▶ [Exercise details]:
For each line below with the word "seconds", write out a copy.

▶ [Extracted entries]:
#![allow(clippy::unwrap_used, clippy::expect_used, clippy::arithmetic_side_effects)]
//! Reward accrual checked against a direct per-second integration.
//!
//! Invariants tested:
//! - The distribution index never decreases
//! - Rewards owed to all stakers never exceed what the schedule allocated
//! - Truncation loses at most one unit per settlement

use proptest::prelude::*;
use proptest_derive::Arbitrary;
use soroban_sdk::testutils::{Address as _, Ledger as _};
use soroban_sdk::token::StellarAssetClient;
use soroban_sdk::{vec, Address, Env};
use staked_token::{StakedTokenContract, StakedTokenContractClient};

const T0: u64 = 1_000_000;
const MONTH: u64 = 2_592_000;
const SCHEDULE: [i128; 3] = [100, 200, 50];
const USERS: usize = 3;

#[derive(Debug, Clone, Arbitrary)]
enum Action {
    Stake {
        #[proptest(strategy = "0usize..USERS")]
        user: usize,
        #[proptest(strategy = "1i128..1_000_000_000")]
        amount: i128,
    },
    Transfer {
        #[proptest(strategy = "0usize..USERS")]
        from: usize,
        #[proptest(strategy = "0usize..USERS")]
        to: usize,
        #[proptest(strategy = "1i128..1_000_000_000")]
        amount: i128,
    },
    Advance {
        #[proptest(strategy = "1u64..3_000_000")]
        seconds: u64,
    },
}

// ── Helpers ───────────────────────────────────────────────────────────────────

struct Harness {
    env: Env,
    client: StakedTokenContractClient<'static>,
    token: Address,
    users: std::vec::Vec<Address>,
}

fn setup(share_ratio: u32) -> Harness {
    let env = Env::default();
    env.mock_all_auths();
    env.ledger().set_timestamp(T0 - 100);

    let token = env
        .register_stellar_asset_contract_v2(Address::generate(&env))
        .address();
    let contract_id = env.register(StakedTokenContract, ());
    let client = StakedTokenContractClient::new(&env, &contract_id);

    let manager = Address::generate(&env);
    client.initialize(&manager, &token, &Address::generate(&env), &864_000, &172_800);
    client.configure_distribution(
        &manager,
        &vec![&env, SCHEDULE[0], SCHEDULE[1], SCHEDULE[2]],
        &share_ratio,
    );
    client.set_distribution_start(&manager, &T0);
    env.ledger().set_timestamp(T0);

    let users = (0..USERS).map(|_| Address::generate(&env)).collect();
    Harness {
        env,
        client,
        token,
        users,
    }
}

/// Tokens the schedule emits over `[from, to)`, one second at a time per
/// month bucket.
fn emitted(from: u64, to: u64) -> i128 {
    let mut total = 0i128;
    for (month, rate) in SCHEDULE.iter().enumerate() {
        let month_start = T0 + month as u64 * MONTH;
        let month_end = month_start + MONTH;
        let lo = from.max(month_start);
        let hi = to.min(month_end);
        if hi > lo {
            total += rate * i128::from(hi - lo);
        }
    }
    total
}

// ── proptest! blocks ──────────────────────────────────────────────────────────

proptest! {
    #![proptest_config(ProptestConfig::with_cases(32))]

    #[test]
    fn prop_accrual_matches_direct_integration(
        share_ratio in prop::sample::select(std::vec![2_500u32, 5_000, 10_000]),
        actions in prop::collection::vec(any::<Action>(), 1..20),
    ) {
        let h = setup(share_ratio);
        let mut first_stake: Option<u64> = None;
        let mut last_index = 0i128;

        for action in &actions {
            match action {
                Action::Stake { user, amount } => {
                    let user = &h.users[*user];
                    StellarAssetClient::new(&h.env, &h.token).mint(user, amount);
                    h.client.stake(user, user, amount);
                    if first_stake.is_none() {
                        first_stake = Some(h.env.ledger().timestamp());
                    }
                }
                Action::Transfer { from, to, amount } => {
                    let amount = (*amount).min(h.client.balance(&h.users[*from]));
                    if amount > 0 {
                        h.client.transfer(&h.users[*from], &h.users[*to], &amount);
                    }
                }
                Action::Advance { seconds } => {
                    let now = h.env.ledger().timestamp();
                    h.env.ledger().set_timestamp(now + seconds);
                }
            }

            let index = h.client.get_asset_state().index;
            prop_assert!(index >= last_index, "index decreased");
            last_index = index;
        }

        let now = h.env.ledger().timestamp();
        let allocated = match first_stake {
            Some(start) => emitted(start, now) * i128::from(share_ratio) / 10_000,
            None => 0,
        };
        let owed: i128 = h
            .users
            .iter()
            .map(|user| h.client.get_total_rewards_balance(user))
            .sum();

        let settlements = (actions.len() * 3 + USERS * 2) as i128;
        prop_assert!(owed <= allocated, "owed {} > allocated {}", owed, allocated);
        prop_assert!(
            owed >= allocated - settlements,
            "owed {} lost more than {} against {}",
            owed,
            settlements,
            allocated
        );
    }

    /// A lone staker earns the allocated emission to within one unit.
    #[test]
    fn prop_single_staker_earns_full_allocation(
        amount in 1i128..1_000_000_000_000,
        entry in 0u64..MONTH,
        hold in 1u64..(3 * MONTH),
    ) {
        let h = setup(5_000);
        let user = &h.users[0];

        h.env.ledger().set_timestamp(T0 + entry);
        StellarAssetClient::new(&h.env, &h.token).mint(user, &amount);
        h.client.stake(user, user, &amount);

        h.env.ledger().set_timestamp(T0 + entry + hold);
        let expected = emitted(T0 + entry, T0 + entry + hold) / 2;
        let owed = h.client.get_total_rewards_balance(user);

        prop_assert!(owed <= expected);
        prop_assert!(owed >= expected - 1, "owed {} expected {}", owed, expected);
    }
}
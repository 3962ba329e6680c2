#![allow(deprecated)] // events().publish migration tracked separately

use soroban_sdk::{symbol_short, Address, Env, Vec};

// ── Event payloads ──────────────────────────────────────────────────────────

/// Fired when an asset's emission schedule or share ratio is replaced.
#[soroban_sdk::contracttype]
#[derive(Clone, Debug, Eq, PartialEq)]
pub struct AssetConfigUpdatedEvent {
    pub asset: Address,
    pub emission_schedule: Vec<i128>,
    pub share_ratio: u32,
    pub timestamp: u64,
}

/// Fired when an asset's distribution start is moved.
#[soroban_sdk::contracttype]
#[derive(Clone, Debug, Eq, PartialEq)]
pub struct DistributionStartSetEvent {
    pub asset: Address,
    pub distribution_start: u64,
    pub timestamp: u64,
}

/// Fired whenever the cumulative index of an asset advances.
#[soroban_sdk::contracttype]
#[derive(Clone, Debug, Eq, PartialEq)]
pub struct AssetIndexUpdatedEvent {
    pub asset: Address,
    pub index: i128,
    pub timestamp: u64,
}

/// Fired when a user's settled index catches up with the asset index.
#[soroban_sdk::contracttype]
#[derive(Clone, Debug, Eq, PartialEq)]
pub struct UserIndexUpdatedEvent {
    pub user: Address,
    pub asset: Address,
    pub index: i128,
    pub timestamp: u64,
}

// ── Publishers ──────────────────────────────────────────────────────────────

pub fn publish_asset_config_updated(
    env: &Env,
    asset: Address,
    emission_schedule: Vec<i128>,
    share_ratio: u32,
) {
    let topics = (symbol_short!("ASSET_CFG"), asset.clone());
    let data = AssetConfigUpdatedEvent {
        asset,
        emission_schedule,
        share_ratio,
        timestamp: env.ledger().timestamp(),
    };
    env.events().publish(topics, data);
}

pub fn publish_distribution_start_set(env: &Env, asset: Address, distribution_start: u64) {
    let topics = (symbol_short!("START_SET"), asset.clone());
    let data = DistributionStartSetEvent {
        asset,
        distribution_start,
        timestamp: env.ledger().timestamp(),
    };
    env.events().publish(topics, data);
}

pub fn publish_asset_index_updated(env: &Env, asset: Address, index: i128) {
    let topics = (symbol_short!("IDX_UPD"), asset.clone());
    let data = AssetIndexUpdatedEvent {
        asset,
        index,
        timestamp: env.ledger().timestamp(),
    };
    env.events().publish(topics, data);
}

pub fn publish_user_index_updated(env: &Env, user: Address, asset: Address, index: i128) {
    let topics = (symbol_short!("USR_IDX"), user.clone(), asset.clone());
    let data = UserIndexUpdatedEvent {
        user,
        asset,
        index,
        timestamp: env.ledger().timestamp(),
    };
    env.events().publish(topics, data);
}
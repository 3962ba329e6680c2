use crate::heatup::{next_heatup, require_redeemable, state_at, HeatupState};
use crate::ContractError;

const HEATUP: u64 = 1_000;
const WINDOW: u64 = 500;

fn merge(from_heatup: u64, amount: i128, to_heatup: u64, to_balance: i128, now: u64) -> u64 {
    next_heatup(from_heatup, amount, to_heatup, to_balance, now, HEATUP, WINDOW)
}

#[test]
fn idle_receiver_stays_idle() {
    assert_eq!(merge(0, 10, 0, 10, 400), 0);
    assert_eq!(merge(350, 10, 0, 10, 400), 0);
}

#[test]
fn weighted_average_when_sender_is_further_behind() {
    assert_eq!(merge(300, 10, 200, 10, 400), 250);
}

#[test]
fn sender_further_along_leaves_receiver_unchanged() {
    assert_eq!(merge(100, 10, 200, 10, 400), 200);
}

#[test]
fn idle_sender_counts_as_starting_now() {
    // (10 * 400 + 30 * 300) / 40
    assert_eq!(merge(0, 10, 300, 30, 400), 325);
}

#[test]
fn expired_receiver_becomes_idle() {
    // minimal valid heatup at now = 2 000 is 500.
    assert_eq!(merge(0, 10, 499, 10, 2_000), 0);
    assert_eq!(merge(0, 10, 500, 10, 2_000), 1_250);
}

#[test]
fn expired_sender_counts_as_starting_now() {
    assert_eq!(merge(100, 10, 600, 10, 2_000), 1_300);
}

#[test]
fn average_truncates() {
    // 200 + 10 * 200 / 30 = 266.66...
    assert_eq!(merge(0, 10, 200, 20, 400), 266);
}

#[test]
fn early_clock_saturates_minimal_valid() {
    assert_eq!(merge(0, 10, 5, 10, 20), 12);
}

#[test]
fn empty_weights_keep_receiver() {
    assert_eq!(merge(0, 0, 300, 0, 400), 300);
}

#[test]
fn state_transitions() {
    assert_eq!(state_at(0, 1_000, HEATUP, WINDOW), HeatupState::Idle);
    assert_eq!(state_at(10, 10, HEATUP, WINDOW), HeatupState::Heating);
    assert_eq!(state_at(10, 1_010, HEATUP, WINDOW), HeatupState::Heating);
    assert_eq!(state_at(10, 1_011, HEATUP, WINDOW), HeatupState::Redeemable);
    assert_eq!(state_at(10, 1_510, HEATUP, WINDOW), HeatupState::Redeemable);
    assert_eq!(state_at(10, 1_511, HEATUP, WINDOW), HeatupState::Expired);
}

#[test]
fn redeem_guard_errors() {
    assert_eq!(
        require_redeemable(0, 500, HEATUP, WINDOW),
        Err(ContractError::InsufficientHeatup)
    );
    assert_eq!(
        require_redeemable(10, 1_010, HEATUP, WINDOW),
        Err(ContractError::InsufficientHeatup)
    );
    assert_eq!(require_redeemable(10, 1_011, HEATUP, WINDOW), Ok(()));
    assert_eq!(
        require_redeemable(10, 1_511, HEATUP, WINDOW),
        Err(ContractError::WindowFinished)
    );
}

▶ [Result of this exercise]:
        seconds: u64,
                Action::Advance { seconds } => {
                    h.env.ledger().set_timestamp(now + seconds);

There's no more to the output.